El maridaje entre el cine y la psicología ha dado abundantes y diversos frutos a lo largo de la historia: trastornos de personalidad, alteraciones de conducta y psicopatías varias han nutrido dramas, películas de suspense, de terror… desde “El gabinete del doctor Caligari” hasta “Memento”, pasando por “Psicosis”, “Lilith” y una larga lista de que tiene en “Take shelter” uno de sus últimos ejemplos.
En esta ocasión, el fantasma que sobrevuela a su protagonista es el de la esquizofrenia, enfermedad heredada de la madre, que comienza a manifestarse mediante visiones violentas y amenazadoras. El acierto del director y guionista Jeff Nichols es el de haber dado con el tono adecuado para que la película no caiga en efectismos innecesarios ni en pirotecnias dramáticas, tan afines al género. Al contrario, “Take shelter” es un film austero tanto en el presupuesto como en el argumento. El espectador asiste al progresivo convencimiento del protagonista de que algo no funciona bien en su cabeza, traducido en un desasosiego que enrarece la pantalla, un ruido de fondo extraño que advierte que lo peor está por llegar.

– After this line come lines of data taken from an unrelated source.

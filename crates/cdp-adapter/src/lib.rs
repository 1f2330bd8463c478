//! Chromium DevTools Protocol plumbing for statgrab.
//!
//! The crate owns everything needed to drive one short-lived Chromium: executable discovery,
//! launch with an isolated profile, the raw command/event transport, and a [`PageSession`]
//! exposing the handful of page commands the renderer relies on.

pub mod error {
    use serde::{Deserialize, Serialize};
    use std::fmt;
    use thiserror::Error;

    /// High-level error categories surfaced by the adapter.
    #[derive(Clone, Debug, Error, PartialEq, Eq, Serialize, Deserialize)]
    pub enum AdapterErrorKind {
        #[error("navigation timed out")]
        NavTimeout,
        #[error("cdp i/o failure")]
        CdpIo,
        #[error("browser launch failed")]
        LaunchFailed,
        #[error("target element not found")]
        TargetNotFound,
        #[error("internal error")]
        Internal,
    }

    /// Enriched error metadata passed back to higher layers.
    #[derive(Clone, Debug, Serialize, Deserialize)]
    pub struct AdapterError {
        pub kind: AdapterErrorKind,
        pub hint: Option<String>,
        pub retriable: bool,
        pub data: Option<serde_json::Value>,
    }

    impl fmt::Display for AdapterError {
        fn fmt(&self, f: &mut fmt::Formatter<'_>) -> fmt::Result {
            write!(f, "{}", self.kind)?;
            if let Some(hint) = &self.hint {
                write!(f, ": {}", hint)?;
            }
            Ok(())
        }
    }

    impl std::error::Error for AdapterError {}

    impl AdapterError {
        pub fn new(kind: AdapterErrorKind) -> Self {
            Self {
                kind,
                hint: None,
                retriable: false,
                data: None,
            }
        }

        pub fn with_hint(mut self, hint: impl Into<String>) -> Self {
            self.hint = Some(hint.into());
            self
        }

        pub fn retriable(mut self, flag: bool) -> Self {
            self.retriable = flag;
            self
        }

        pub fn with_data(mut self, data: serde_json::Value) -> Self {
            self.data = Some(data);
            self
        }
    }
}

pub mod config {
    use crate::detect_chrome_executable;
    use serde::{Deserialize, Serialize};
    use std::path::PathBuf;

    /// Configuration for launching and talking to one browser instance.
    #[derive(Clone, Debug, Serialize, Deserialize)]
    #[serde(default)]
    pub struct CdpConfig {
        pub executable: PathBuf,
        pub headless: bool,
        /// Pass `--no-sandbox`; required in most containers.
        pub no_sandbox: bool,
        pub default_deadline_ms: u64,
        pub launch_timeout_ms: u64,
        pub extra_args: Vec<String>,
        /// Attach to an already running browser instead of launching one.
        pub websocket_url: Option<String>,
    }

    impl Default for CdpConfig {
        fn default() -> Self {
            Self {
                executable: detect_chrome_executable().unwrap_or_default(),
                headless: true,
                no_sandbox: true,
                default_deadline_ms: 30_000,
                launch_timeout_ms: 20_000,
                extra_args: Vec::new(),
                websocket_url: None,
            }
        }
    }
}

pub mod discovery;
pub mod metrics;
pub mod session;
pub mod transport;
pub mod util;

pub use config::CdpConfig;
pub use discovery::{detect_chrome_executable, discover_browser, BrowserDiscovery, DiscoverySource};
pub use error::{AdapterError, AdapterErrorKind};
pub use session::PageSession;
pub use transport::{ChromiumTransport, CdpTransport, CommandTarget, TransportEvent};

“Take shelter” funciona también como el retrato de esa América de los suburbios con dificultades para llegar a fin de mes y cuyas inquietudes se resuelven en torno a una cerveza después del trabajo. En ese aspecto, Nichols elabora una eficaz estampa costumbrista que da credibilidad a la historia, algo a lo que sin duda contribuyen las exigentes y magníficas interpretaciones de Michael Shannon y Jessica Chastain, dando vida al matrimonio protagonista. Ellos encarnan con convicción el lado más humano de una enfermedad a menudo estereotipada en el cine, y que aquí se refleja con una mesura no exenta de ambigüedades. Porque Nichols se reserva en la manga un as que trastoca toda la película justo en la última escena, tras un engañoso final que no desvelaré para no ganarme nuevos enemigos. La sensación al salir del cine es de sorpresa, de haber presenciado un ingenioso truco que desmonta todo lo visto anteriormente reportando una satisfacción malsana, pero satisfacción al fin y al cabo.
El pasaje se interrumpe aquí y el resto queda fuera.